6 risposte a ““Fertility Day: andiamo oltre i capri espiatori”, di Massimo Guastini

  1. Commenti ampiamente condivisibili. Vorrei aggiungere che la comunicazione ministeriale (di qualsiasi colore politico) è su livelli decisamente bassi. Ho finito da poco la redazione di un libro sulle campagne contro l’Aids e, dopo averne viste più di 500, posso tranquillamente affermare che quelle del ministero della Salute sono tra le peggiori (in qualche caso le peggiori in assoluto). Lo stesso si può dire anche di altre tematiche, non solo di questo ministero, ma anche di altri (come non ricordare il pessimo spot che aveva come testimonial Berlusconi che affermava che “l’Italia è il paese che ha regalato al mondo il 50% dei beni tutelati dall’Unesco”, quando invece sono il 5%? O la triste storia del logo Italia? Gli esempi sono tanti e dimostrano la scarsa professionalità di chi decide a chi affidare le campagne di comunicazione e che le approva.

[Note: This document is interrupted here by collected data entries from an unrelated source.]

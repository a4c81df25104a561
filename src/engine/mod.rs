// ============================================================================
// Engine Module
// Contains the core matching engine business logic
// ============================================================================

mod exchange;
mod matching_engine;
mod price_time;

pub use exchange::Exchange;
pub use matching_engine::MatchingEngine;
pub use price_time::PriceTimePriority;
// ============================================================================
// Trade Domain Model
// ============================================================================

use chrono::{DateTime, Utc};
use rust_decimal::Decimal;
use uuid::Uuid;

use super::{OrderId, Symbol};

#[cfg(feature = "serde")]
use serde::{Deserialize, Serialize};

/// Immutable record of a completed match between a buy and a sell order.
///
/// `execution_price` always satisfies both limits (at or below the buy
/// limit, at or above the sell limit) because the maker's limit price is
/// used for execution. `matched_quantity` never exceeded either side's
/// remaining quantity at the instant of the match.
#[derive(Debug, Clone)]
#[cfg_attr(feature = "serde", derive(Serialize, Deserialize))]
pub struct Trade {
    /// Unique trade identifier
    pub id: Uuid,

    /// Traded fuel/commodity symbol
    pub symbol: Symbol,

    /// Order id of the buy side of the match
    pub buy_order_id: OrderId,

    /// Order id of the sell side of the match
    pub sell_order_id: OrderId,

    /// Execution price (the resting order's limit price)
    pub execution_price: Decimal,

    /// Executed quantity
    pub matched_quantity: Decimal,

    /// Execution timestamp
    pub executed_at: DateTime<Utc>,
}

impl Trade {
    pub fn new(
        symbol: Symbol,
        buy_order_id: OrderId,
        sell_order_id: OrderId,
        execution_price: Decimal,
        matched_quantity: Decimal,
    ) -> Self {
        Self {
            id: Uuid::new_v4(),
            symbol,
            buy_order_id,
            sell_order_id,
            execution_price,
            matched_quantity,
            executed_at: Utc::now(),
        }
    }

    /// Total settlement amount of the trade (price * quantity).
    ///
    /// Returns `None` if the multiplication overflows.
    pub fn notional(&self) -> Option<Decimal> {
        self.execution_price.checked_mul(self.matched_quantity)
    }
}

#[cfg(test)]
mod tests {
    use super::*;

    #[test]
    fn trade_creation() {
        let trade = Trade::new(
            Symbol::from("GREEN_HYDROGEN"),
            OrderId::new(),
            OrderId::new(),
            Decimal::new(500, 2),
            Decimal::from(100),
        );

        assert_eq!(trade.symbol, Symbol::from("GREEN_HYDROGEN"));
        assert_eq!(trade.execution_price, Decimal::new(500, 2));
        assert_eq!(trade.matched_quantity, Decimal::from(100));
    }

    #[test]
    fn notional_is_price_times_quantity() {
        let trade = Trade::new(
            Symbol::from("AMMONIA"),
            OrderId::new(),
            OrderId::new(),
            Decimal::new(125, 2), // 1.25
            Decimal::from(40),
        );

        // 1.25 * 40 = 50.00
        assert_eq!(trade.notional(), Some(Decimal::from(50)));
    }

    #[test]
    fn notional_overflow_is_none() {
        let trade = Trade::new(
            Symbol::from("AMMONIA"),
            OrderId::new(),
            OrderId::new(),
            Decimal::MAX,
            Decimal::from(2),
        );

        assert_eq!(trade.notional(), None);
    }
}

  2. Pingback: Il “Fertility Day” e la qualità del lavoro | Ilcomizietto

  3. Dire ora che “siamo tutti complici” è retorica pura, prima di dare colpa allo studente che accetta lavori sottopagati, pur consapevole di sbagliare, sia la classe dirigente e intellettuale che ha guidato la formazione dei comunicatori a prendersi le proprie responsabilità. Avrebbe dovuto essere più lungimirante e prevenire che la disciplina si inflazionasse ancor prima di crescere. Sennò lei si mette al pari della Lorenzin che colpevolizza coloro che non fan figli e sono invece la prima vittima di una società che non lo consente. Saluti.

  4. Cara Lucia, il detto Italiano dice “chi pecora si fa / il lupo se lo* mangia” ; quello – mi dicono – Cinese, dice “la prima volta che mi colpisci è colpa tua, la seconda è colpa mia”. E più o meno dicono la stessa cosa. Qui la pecora si fa complice del lupo. Accetta tutto. Chiunque abbia un figlio (ma io non ne ho e osservo lo stesso, come non ho un utero ma so che partorire non è esente da dolore) sa che ad un certo punto ti prende le misure: ti sfida. Se non fai qualcosa, ha capito che può osare di più.

    E questo succede col lupo. Il lupo ci prova. E tu ci stai? Allora la prossima volta mangerà di più.
    So simple.

    *(e non “se LA mangia”)

  5. Carissima, ti invito a leggere anche quanto scrive Smargiassi su Fotocrazia, in merito a questo, e anche i commenti: interessante.

    http://smargiassi-michele.blogautore.repubblica.it/2016/09/23/lideologia-razzistibile-delle-foto-passepartout/

  6. L’ha ribloggato su Arte&Culturae ha commentato:
    Un ottimo articolo sulla’analisi dei ruoli nella comunicazione contemporanea. Rilancio.